La Factoría de Ultramarinos Imperiales ofrecerá a sus clientes, a través de la guillotina-piano —su dispositivo más acomodaticio—, un sinfín de discusiones vehementes sobre el arte y la cultura, y nada más. Josep Izquierdo es recargador de sentidos, contribuyente neto al imperio simbólico que define lo humano. Y si escribe, escritor.

No hay justicia si hay olvido

Memento illam vixisse (recuerda que ella ha vivido). Roland Barthes, Diario de duelo.



Les escribo en día y hora inhabituales para mí, porque el viernes tres de mayo a las 19:00 estaré en la Plaça de la Verge de València asistiendo a la concentración que organiza, una vez al mes, la Asociación de víctimas del Metro del 3 de Julio. Y no estaré allí por razones políticas o ideológicas, sino por vergüenza. Porque me da vergüenza no haber estado en todas y cada una de las 78 concentraciones anteriores. Porque yo aún recuerdo esos trenes, aún recuerdo ese bache en la curva de entrada a la estación de Jesús. Aún siento como el contenido de mi estómago sube y baja cuando lo recuerdo. Y aún, ahora, cuando voy en el metro y llegamos a ese punto en que había ese bache, mi cuerpo lo recuerda y lo resiente. Y vergüenza porque convivo a diario, como docente y como habitante de Torrent, con las otras víctimas del accidente, sus familias.


Los hechos son ahora suficientemente conocidos, tras el programa que Salvados le dedicó el domingo pasado, y tras la perseverante tarea de la asociación, de las víctimas y de la productora Barret, que realizó la serie documental 0 responsables. La repercusión del programa en la opinión pública y las redes sociales, también. No me extenderé en ello, o más bien no me extenderé en nada que no sea explicarles por qué mi vergüenza emana de que yo sea uno de los responsables del accidente.


Yo y todos, como ciudadanos del País Valencià y como españoles. Y esa responsabilidad no es fruto de nuestras acciones, ni siquiera de nuestras inacciones. Es fruto del pecado original que conlleva la vida en sociedad. Mejor y con más autoridad que yo mismo lo expresaba Michael Sandel en una entrevista para La Vanguardia en 2010:


“¿Si he votado a Montilla o Zapatero, soy responsable de su buena o mala gestión? 

 Si se toma en serio la democracia, sí. 

¡Pero yo sólo decido mi voto: no sus actos como gobernantes! 

Quien vota a un gobernante es moralmente responsable de cuanto haga o deje de hacer ese gobernante. Porque es esa responsabilidad la que legitima tu derecho a votar y a exigir al votado que cumpla sus promesas. 

 ¿Por tanto quien votó a Bush –y a Aznar– es responsable de la guerra de Iraq? 

Por supuesto.
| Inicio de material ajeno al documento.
// Peregrine Assembler and SHIMMER Genome Assembly Toolkit
// 2019, 2020, 2021- (c) by Jason, Chen-Shan, Chin
//
// This Source Code Form is subject to the terms of the
// Creative Commons Attribution-NonCommercial-ShareAlike 4.0 International License.
//
// You should have received a copy of the license along with this
// work. If not, see <http://creativecommons.org/licenses/by-nc-sa/4.0/>.

#![allow(dead_code)]

//
// all overlaps for each read, every overlap kept in the frame of the read
// it is listed under
//

#[derive(Debug, Copy, Clone, PartialEq)]
pub struct Overlap {
    pub a_iid: u32,
    pub b_iid: u32,
    // b is reverse complemented relative to a
    pub flipped: bool,
    // in a's frame b covers [a_hang, len(a) + b_hang)
    pub a_hang: i32,
    pub b_hang: i32,
    pub score: f64,
}

impl Overlap {
    pub fn new(a_iid: u32, b_iid: u32, flipped: bool, a_hang: i32, b_hang: i32, score: f64) -> Self {
        Overlap {
            a_iid,
            b_iid,
            flipped,
            a_hang,
            b_hang,
            score,
        }
    }

    /// the same overlap seen from the b read
    pub fn swap(&self) -> Overlap {
        let (a_hang, b_hang) = if self.flipped {
            (self.b_hang, self.a_hang)
        } else {
            (-self.a_hang, -self.b_hang)
        };
        Overlap {
            a_iid: self.b_iid,
            b_iid: self.a_iid,
            flipped: self.flipped,
            a_hang,
            b_hang,
            score: self.score,
        }
    }
}

#[derive(Debug, Clone, Default)]
pub struct OverlapCache {
    rid2ovlp: Vec<Vec<Overlap>>,
}

impl OverlapCache {
    pub fn new(num_reads: u32) -> Self {
        OverlapCache {
            rid2ovlp: vec![Vec::new(); num_reads as usize + 1],
        }
    }

    fn ensure(&mut self, rid: u32) {
        if self.rid2ovlp.len() <= rid as usize {
            self.rid2ovlp.resize(rid as usize + 1, Vec::new());
        }
    }

    /// store an overlap under both of its reads
    pub fn add_overlap(&mut self, ovlp: Overlap) {
        let swapped = ovlp.swap();
        self.ensure(ovlp.a_iid.max(ovlp.b_iid));
        self.rid2ovlp[ovlp.a_iid as usize].push(ovlp);
        self.rid2ovlp[swapped.a_iid as usize].push(swapped);
    }

    pub fn get_overlaps(&self, rid: u32) -> &[Overlap] {
        self.rid2ovlp
            .get(rid as usize)
            .map(|v| v.as_slice())
            .unwrap_or(&[])
    }

    pub fn num_overlaps(&self) -> usize {
        self.rid2ovlp.iter().map(|v| v.len()).sum::<usize>() / 2
    }
}
// Peregrine Assembler and SHIMMER Genome Assembly Toolkit
// 2019, 2020, 2021- (c) by Jason, Chen-Shan, Chin
//
// This Source Code Form is subject to the terms of the
// Creative Commons Attribution-NonCommercial-ShareAlike 4.0 International License.
//
// You should have received a copy of the license along with this
// work. If not, see <http://creativecommons.org/licenses/by-nc-sa/4.0/>.

use thiserror::Error;

/// Errors raised while loading the overlap data or building the unitig layout
#[derive(Error, Debug)]
pub enum LayoutError {
    /// The best-overlap graph handed us something that can not be laid out,
    /// e.g. a best edge that is not a dovetail or a placement that fails.
    #[error("invariant violation: {message}")]
    InvariantViolation { message: String },

    #[error("malformed record in {file} at line {line}: {message}")]
    Parse {
        file: String,
        line: usize,
        message: String,
    },

    #[error("input/output error: {0}")]
    Io(#[from] std::io::Error),

    #[error("bad file pattern: {0}")]
    Pattern(#[from] glob::PatternError),
}

impl LayoutError {
    pub fn invariant<S: Into<String>>(message: S) -> Self {
        LayoutError::InvariantViolation {
            message: message.into(),
        }
    }
}

pub type LayoutResult<T> = Result<T, LayoutError>;
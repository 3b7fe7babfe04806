//! Writing rendered templates into a project

use super::resolver::{RenderContext, Template, TemplateResolver};
use crate::error::TemplateError;
use std::path::{Path, PathBuf};
use tokio::fs;

/// Render every template into `project_root`.
///
/// All templates are rendered before the first write so a bad user template
/// fails the stage without leaving half a project. Returns the written paths.
pub async fn copy_templates(
    resolver: &TemplateResolver,
    templates: &[Template],
    project_root: &Path,
    ctx: &RenderContext,
) -> Result<Vec<PathBuf>, TemplateError> {
    let mut rendered = Vec::with_capacity(templates.len());
    for template in templates {
        let content = resolver.render(&template.source, ctx)?;
        rendered.push((project_root.join(&template.destination), content));
    }

    let mut written = Vec::with_capacity(rendered.len());
    for (target, content) in rendered {
        write_file(&target, &content).await?;
        log::debug!("Wrote {}", target.display());
        written.push(target);
    }
    Ok(written)
}

/// Write one file, creating missing parent directories
pub async fn write_file(target: &Path, content: &str) -> Result<(), TemplateError> {
    if let Some(parent) = target.parent() {
        fs::create_dir_all(parent)
            .await
            .map_err(|source| TemplateError::Write {
                path: parent.to_path_buf(),
                source,
            })?;
    }
    fs::write(target, content)
        .await
        .map_err(|source| TemplateError::Write {
            path: target.to_path_buf(),
            source,
        })
}

#[cfg(test)]
mod tests {
    use super::*;
    use crate::config::Config;
    use crate::templates::BundledTemplates;

    #[tokio::test]
    async fn test_copy_renders_names() {
        let dir = tempfile::tempdir().unwrap();
        let resolver =
            TemplateResolver::new(dir.path().join("templates"), BundledTemplates::python());
        let layout = resolver.load_layout().unwrap();
        let config = Config::defaults(dir.path());
        let templates = resolver.plan(&layout, &config, "demo").unwrap();

        let root = dir.path().join("demo");
        let written = copy_templates(&resolver, &templates, &root, &RenderContext::new("demo"))
            .await
            .unwrap();

        assert_eq!(written.len(), templates.len());
        assert!(root.join("src/demo/main.py").is_file());
        let test_main = std::fs::read_to_string(root.join("tests/test_main.py")).unwrap();
        assert!(test_main.contains("demo.main"));
        assert!(!test_main.contains("{{project_name}}"));
    }

    #[tokio::test]
    async fn test_missing_source_writes_nothing() {
        let dir = tempfile::tempdir().unwrap();
        let templates_dir = dir.path().join("templates");
        std::fs::create_dir_all(&templates_dir).unwrap();
        std::fs::write(templates_dir.join("README.md"), "# {{project_name}}\n").unwrap();

        let resolver = TemplateResolver::new(&templates_dir, BundledTemplates::empty());
        let templates = vec![Template {
            logical_name: "README.md".to_string(),
            source: resolver.resolve("README.md").unwrap(),
            destination: PathBuf::from("README.md"),
        }];
        // The source disappears between planning and copying
        std::fs::remove_file(templates_dir.join("README.md")).unwrap();

        let root = dir.path().join("demo");
        let err = copy_templates(&resolver, &templates, &root, &RenderContext::new("demo"))
            .await
            .unwrap_err();
        assert!(matches!(err, TemplateError::Read { .. }));
        assert!(!root.exists());
    }
}
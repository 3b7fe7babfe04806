//! Dependency manifest writers
//!
//! Both writers are pure: they take the install results and the current
//! file content and return the new content. Reading and writing the files is
//! left to the pipeline.

pub mod pyproject;
pub mod requirements;

pub use pyproject::write_manifest_toml;
pub use requirements::write_requirements;
//! Charm-style CLI prompts using cliclack

use crate::config::ConfigStore;
use crate::environment::backend::env_python;
use crate::environment::{
    check_python, EnvironmentProvisioner, FailureReason, InstallResult, PackageSpec, VenvBackend,
};
use crate::error::ScaffoldError;
use crate::observer::ScaffoldObserver;
use crate::pipeline::{ProjectScaffolder, ScaffoldReport, Stage};
use crate::prompt::{self, absolute_path, ProjectOverrides, Prompter, Validator};
use crate::templates::BundledTemplates;
use anyhow::Result;
use cliclack::ProgressBar;
use colored::Colorize;
use std::cell::RefCell;
use std::path::{Path, PathBuf};
use std::time::Duration;

/// CLI arguments for creating a project
#[derive(Debug, Clone, Default)]
pub struct CreateArgs {
    /// Project name
    pub name: Option<String>,

    /// Directory the project is created in
    pub path: Option<PathBuf>,

    /// Packages to install instead of the configured defaults
    pub packages: Option<Vec<PackageSpec>>,

    /// Accept configured defaults for anything not given (non-interactive mode)
    pub yes: bool,
}

impl From<CreateArgs> for ProjectOverrides {
    fn from(args: CreateArgs) -> Self {
        let current_dir = std::env::current_dir().unwrap_or_else(|_| PathBuf::from("."));
        ProjectOverrides {
            name: args.name,
            parent_dir: args.path.map(|p| {
                if p.is_absolute() {
                    p
                } else {
                    current_dir.join(p)
                }
            }),
            packages: args.packages,
            yes: args.yes,
        }
    }
}

/// [`Prompter`] backed by cliclack inputs
pub struct CliclackPrompter;

impl Prompter for CliclackPrompter {
    fn ask_string(&mut self, prompt: &str, default: &str, validate: Validator) -> Result<String> {
        let mut input = cliclack::input(prompt).validate(move |s: &String| validate(s));
        if !default.is_empty() {
            input = input.placeholder(default).default_input(default);
        }
        let answer: String = input.interact()?;
        Ok(answer.trim().to_string())
    }

    fn ask_bool(&mut self, prompt: &str, default: bool) -> Result<bool> {
        Ok(cliclack::confirm(prompt).initial_value(default).interact()?)
    }

    fn ask_path(&mut self, prompt: &str, default: &Path) -> Result<PathBuf> {
        let default = default.display().to_string();
        let answer: String = cliclack::input(prompt)
            .placeholder(&default)
            .default_input(&default)
            .validate(|s: &String| absolute_path(s))
            .interact()?;
        Ok(PathBuf::from(answer.trim()))
    }
}

/// Progress output for a pipeline run
#[derive(Default)]
pub struct TuiObserver {
    spinner: RefCell<Option<ProgressBar>>,
}

impl TuiObserver {
    /// Stop a running spinner after a failed stage
    pub fn abort(&self, stage: Stage) {
        if let Some(spinner) = self.spinner.borrow_mut().take() {
            spinner.stop(format!("Failed while {}", stage));
        }
    }
}

impl ScaffoldObserver for TuiObserver {
    fn stage_started(&self, stage: Stage) {
        // Package progress prints its own lines
        if stage == Stage::PackagesInstalled {
            return;
        }
        let spinner = cliclack::spinner();
        spinner.start(format!("{}...", capitalize(stage.activity())));
        *self.spinner.borrow_mut() = Some(spinner);
    }

    fn stage_finished(&self, stage: Stage) {
        if let Some(spinner) = self.spinner.borrow_mut().take() {
            spinner.stop(finished_message(stage));
        }
    }

    fn package_started(&self, spec: &PackageSpec, index: usize, total: usize) {
        let _ = cliclack::log::step(format!("Installing {} ({}/{})", spec, index + 1, total));
    }

    fn package_retrying(
        &self,
        spec: &PackageSpec,
        attempt: u32,
        max_attempts: u32,
        reason: FailureReason,
        delay: Duration,
    ) {
        let _ = cliclack::log::warning(format!(
            "{} failed ({}), attempt {}/{}; retrying in {}s",
            spec,
            reason,
            attempt,
            max_attempts,
            delay.as_secs()
        ));
    }

    fn package_finished(&self, result: &InstallResult) {
        let _ = match result.failure_reason() {
            None => cliclack::log::success(format!(
                "{} {}",
                result.spec().name,
                result.resolved_version().unwrap_or("unknown")
            )),
            Some(reason) => cliclack::log::error(format!("{}: {}", result.spec(), reason)),
        };
    }
}

/// Create a project interactively
pub async fn run(store: &ConfigStore, args: CreateArgs) -> Result<ScaffoldReport> {
    cliclack::intro("dev-template")?;

    let config = store.load()?;
    let written = store.ensure_templates_bootstrapped(&config, &BundledTemplates::python())?;
    if !written.is_empty() {
        cliclack::log::info(format!(
            "Added {} default template(s) to {}",
            written.len(),
            config.templates_dir.display()
        ))?;
    }

    let backend = check_runtime()?;

    let mut prompter = CliclackPrompter;
    let request = prompt::request_project(&mut prompter, &config, args.into())?;

    let observer = TuiObserver::default();
    let scaffolder = ProjectScaffolder::new(&config, EnvironmentProvisioner::new(backend))
        .with_observer(&observer);

    match scaffolder.run(&request).await {
        Ok(report) => {
            print_report(&report)?;
            Ok(report)
        }
        Err(err) => {
            observer.abort(err.stage());
            report_failure(&err)?;
            Err(err.into())
        }
    }
}

/// Configuration mode: prompt for every setting and persist it
pub fn configure(store: &ConfigStore) -> Result<()> {
    cliclack::intro("dev-template configuration")?;

    let current = store.load()?;
    let mut prompter = CliclackPrompter;
    let updated = prompt::configure(&mut prompter, &current)?;

    store.save(&updated)?;
    store.ensure_templates_bootstrapped(&updated, &BundledTemplates::python())?;

    cliclack::outro(format!("Saved {}", store.config_path().display()))?;
    Ok(())
}

fn check_runtime() -> Result<VenvBackend> {
    let spinner = cliclack::spinner();
    spinner.start("Checking Python...");

    let runtime = check_python();
    if runtime.available {
        spinner.stop(format!(
            "Detected {}",
            runtime.version.as_deref().unwrap_or(runtime.name)
        ));
    } else {
        spinner.stop("Python 3 not found");
        cliclack::log::warning(
            "Project files will be created, but the virtual environment cannot be.",
        )?;
    }
    Ok(VenvBackend::from_runtime(&runtime))
}

fn report_failure(err: &ScaffoldError) -> Result<()> {
    cliclack::log::error(format!("{}", err))?;
    if let ScaffoldError::EnvironmentCreation(_) | ScaffoldError::Manifest(_) = err {
        cliclack::log::info("Project files were kept so you can finish by hand.")?;
    }
    cliclack::outro_cancel(format!("Stopped while {}", err.stage()))?;
    Ok(())
}

fn print_report(report: &ScaffoldReport) -> Result<()> {
    let plan = &report.plan;

    if !report.results.is_empty() {
        println!();
        println!("  {}", "Packages".bold());
        println!();
        for result in &report.results {
            match result.failure_reason() {
                None => println!(
                    "  {} {}",
                    "✓".green(),
                    result.pinned_requirement().unwrap_or_default()
                ),
                Some(reason) => {
                    println!("  {} {} ({})", "✗".red(), result.spec(), reason.label().red());
                    println!("      {}", reason.advice().dimmed());
                }
            }
        }
    }

    println!();
    println!("  Next steps");
    println!();
    println!("  1.  cd {}", plan.root_path().display());
    println!("  2.  {}", activate_command(plan.env_path()).cyan());
    println!("  3.  python src/{}/main.py", plan.name());
    println!();

    if report.is_complete() {
        cliclack::outro(format!("{}. Happy coding!", report.summary()))?;
    } else {
        cliclack::outro(format!(
            "{}: {}",
            report.summary(),
            report.failure_lines().join(", ")
        ))?;
    }
    Ok(())
}

fn activate_command(env_path: &Path) -> String {
    let python = env_python(env_path);
    let bin = python.parent().unwrap_or(env_path);
    if cfg!(windows) {
        format!("{}", bin.join("activate").display())
    } else {
        format!("source {}", bin.join("activate").display())
    }
}

fn finished_message(stage: Stage) -> &'static str {
    match stage {
        Stage::ConfigValidated => "Configuration is valid",
        Stage::DirsCreated => "Created project directories",
        Stage::TemplatesCopied => "Copied templates",
        Stage::EnvCreated => "Created virtual environment",
        Stage::ManifestsWritten => "Updated dependency manifests",
        Stage::Init | Stage::PackagesInstalled | Stage::Done => "Done",
    }
}

fn capitalize(s: &str) -> String {
    let mut chars = s.chars();
    match chars.next() {
        Some(first) => first.to_uppercase().chain(chars).collect(),
        None => String::new(),
    }
}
Si los votantes no fueran corresponsables de los actos de quienes eligen, y, por tanto, de esa declaración de guerra, la democracia sería una farsa tan absurda como elegir a los gobernantes por sorteo. 

Pues Hitler ganó unas elecciones. 

Y eso convierte a quienes le votaron en corresponsables morales de los crímenes que cometió, pero yo aún iría un paso más allá… ¿Más aún…? 

Yo no voté a George Bush júnior… 

Yo tampoco. 

… Pero como ciudadano americano soy –menos que quienes le votaron, pero también– corresponsable de esa declaración de guerra a Iraq. Igual lo es usted, votara o no a Aznar. Si Estados Unidos es una democracia, como estadounidense soy responsable en parte también de los actos de mi presidente, aunque no le haya votado. 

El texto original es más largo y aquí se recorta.